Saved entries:
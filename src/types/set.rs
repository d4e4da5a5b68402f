use std::collections::HashSet;

/// Unordered member set, no duplicates.
#[derive(Debug, Clone, Default)]
pub struct Set {
    members: HashSet<Vec<u8>>,
}

impl Set {
    pub fn new() -> Self {
        Set::default()
    }

    pub fn len(&self) -> usize {
        self.members.len()
    }

    pub fn is_empty(&self) -> bool {
        self.members.is_empty()
    }

    /// Add a member. Returns true if it was not already present.
    pub fn add(&mut self, member: Vec<u8>) -> bool {
        self.members.insert(member)
    }

    /// Remove a member. Returns true if it was present.
    pub fn remove(&mut self, member: &[u8]) -> bool {
        self.members.remove(member)
    }

    pub fn contains(&self, member: &[u8]) -> bool {
        self.members.contains(member)
    }

    pub fn iter(&self) -> impl Iterator<Item = &Vec<u8>> {
        self.members.iter()
    }
}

▶ EXERCISE
When a line in the entries above contains "true", count it; please answer with the number only.

▶ RESULT
2